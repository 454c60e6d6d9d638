//! Azure Cognitive Services text-to-speech over REST

use std::fmt::{Debug, Formatter, Result as FmtResult};
use std::time::Duration;

use async_trait::async_trait;
use bytes::Bytes;
use reqwest::Client;

use super::{SpeechError, SpeechSynthesizer};

const OUTPUT_FORMAT: &str = "riff-24khz-16bit-mono-pcm";
const USER_AGENT: &str = concat!("textcast/", env!("CARGO_PKG_VERSION"));

pub struct AzureSpeechSynthesizer {
    http_client: Client,
    subscription_key: String,
    endpoint: String,
}

impl Debug for AzureSpeechSynthesizer {
    fn fmt(&self, f: &mut Formatter<'_>) -> FmtResult {
        f.debug_struct("AzureSpeechSynthesizer")
            .field("endpoint", &self.endpoint)
            .finish()
    }
}

/// Regional TTS endpoint, e.g. `https://japaneast.tts.speech.microsoft.com/cognitiveservices/v1`.
pub fn regional_endpoint(region: &str) -> String {
    format!(
        "https://{}.tts.speech.microsoft.com/cognitiveservices/v1",
        region
    )
}

impl AzureSpeechSynthesizer {
    /// `endpoint` overrides the regional endpoint derived from `region`.
    pub fn new(
        subscription_key: String,
        region: &str,
        endpoint: Option<String>,
        timeout: Duration,
    ) -> Result<Self, SpeechError> {
        if subscription_key.is_empty() {
            return Err(SpeechError::Config(
                "speech subscription key is empty".to_string(),
            ));
        }

        let http_client = Client::builder()
            .timeout(timeout)
            .build()
            .map_err(|e| SpeechError::Config(format!("Failed to create HTTP client: {}", e)))?;

        Ok(Self {
            http_client,
            subscription_key,
            endpoint: endpoint.unwrap_or_else(|| regional_endpoint(region)),
        })
    }
}

#[async_trait]
impl SpeechSynthesizer for AzureSpeechSynthesizer {
    async fn synthesize(&self, ssml: &str) -> Result<Bytes, SpeechError> {
        let start = std::time::Instant::now();

        let response = self
            .http_client
            .post(&self.endpoint)
            .header("Ocp-Apim-Subscription-Key", &self.subscription_key)
            .header("Content-Type", "application/ssml+xml")
            .header("X-Microsoft-OutputFormat", OUTPUT_FORMAT)
            .header("User-Agent", USER_AGENT)
            .body(ssml.to_string())
            .send()
            .await
            .map_err(|e| SpeechError::Request(e.to_string()))?;

        let status = response.status();
        if !status.is_success() {
            let body = response
                .text()
                .await
                .unwrap_or_else(|_| "Unknown error".to_string());
            tracing::error!(
                status = status.as_u16(),
                body = %body,
                "Speech synthesis request rejected"
            );
            return Err(SpeechError::Service {
                status: status.as_u16(),
                body,
            });
        }

        let audio = response
            .bytes()
            .await
            .map_err(|e| SpeechError::Request(e.to_string()))?;

        if audio.is_empty() {
            return Err(SpeechError::EmptyAudio);
        }

        tracing::info!(
            size_bytes = audio.len(),
            duration_ms = start.elapsed().as_secs_f64() * 1000.0,
            "Speech synthesis successful"
        );

        Ok(audio)
    }
}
------------------------------------------------------------
TASK STATEMENT: Reproduce the material above, every line of it, exactly.

WRITTEN REPLY:
repository 454c60e6d6d9d638
//! Azure Cognitive Services text-to-speech over REST

use std::fmt::{Debug, Formatter, Result as FmtResult};
use std::time::Duration;

use async_trait::async_trait;
use bytes::Bytes;
use reqwest::Client;

use super::{SpeechError, SpeechSynthesizer};

const OUTPUT_FORMAT: &str = "riff-24khz-16bit-mono-pcm";
const USER_AGENT: &str = concat!("textcast/", env!("CARGO_PKG_VERSION"));

pub struct AzureSpeechSynthesizer {
    http_client: Client,
    subscription_key: String,
    endpoint: String,
}

impl Debug for AzureSpeechSynthesizer {
    fn fmt(&self, f: &mut Formatter<'_>) -> FmtResult {
        f.debug_struct("AzureSpeechSynthesizer")
            .field("endpoint", &self.endpoint)
            .finish()
    }
}

/// Regional TTS endpoint, e.g. `https://japaneast.tts.speech.microsoft.com/cognitiveservices/v1`.
pub fn regional_endpoint(region: &str) -> String {
    format!(
        "https://{}.tts.speech.microsoft.com/cognitiveservices/v1",
        region
    )
}

impl AzureSpeechSynthesizer {
    /// `endpoint` overrides the regional endpoint derived from `region`.
    pub fn new(
        subscription_key: String,
        region: &str,
        endpoint: Option<String>,
        timeout: Duration,
    ) -> Result<Self, SpeechError> {
        if subscription_key.is_empty() {
            return Err(SpeechError::Config(
                "speech subscription key is empty".to_string(),
            ));
        }

        let http_client = Client::builder()
            .timeout(timeout)
            .build()
            .map_err(|e| SpeechError::Config(format!("Failed to create HTTP client: {}", e)))?;

        Ok(Self {
            http_client,
            subscription_key,
            endpoint: endpoint.unwrap_or_else(|| regional_endpoint(region)),
        })
    }
}

#[async_trait]
impl SpeechSynthesizer for AzureSpeechSynthesizer {
    async fn synthesize(&self, ssml: &str) -> Result<Bytes, SpeechError> {
        let start = std::time::Instant::now();

        let response = self
            .http_client
            .post(&self.endpoint)
            .header("Ocp-Apim-Subscription-Key", &self.subscription_key)
            .header("Content-Type", "application/ssml+xml")
            .header("X-Microsoft-OutputFormat", OUTPUT_FORMAT)
            .header("User-Agent", USER_AGENT)
            .body(ssml.to_string())
            .send()
            .await
            .map_err(|e| SpeechError::Request(e.to_string()))?;

        let status = response.status();
        if !status.is_success() {
            let body = response
                .text()
                .await
                .unwrap_or_else(|_| "Unknown error".to_string());
            tracing::error!(
                status = status.as_u16(),
                body = %body,
                "Speech synthesis request rejected"
            );
            return Err(SpeechError::Service {
                status: status.as_u16(),
                body,
            });
        }

        let audio = response
            .bytes()
            .await
            .map_err(|e| SpeechError::Request(e.to_string()))?;

        if audio.is_empty() {
            return Err(SpeechError::EmptyAudio);
        }

        tracing::info!(
            size_bytes = audio.len(),
            duration_ms = start.elapsed().as_secs_f64() * 1000.0,
            "Speech synthesis successful"
        );

        Ok(audio)
    }
}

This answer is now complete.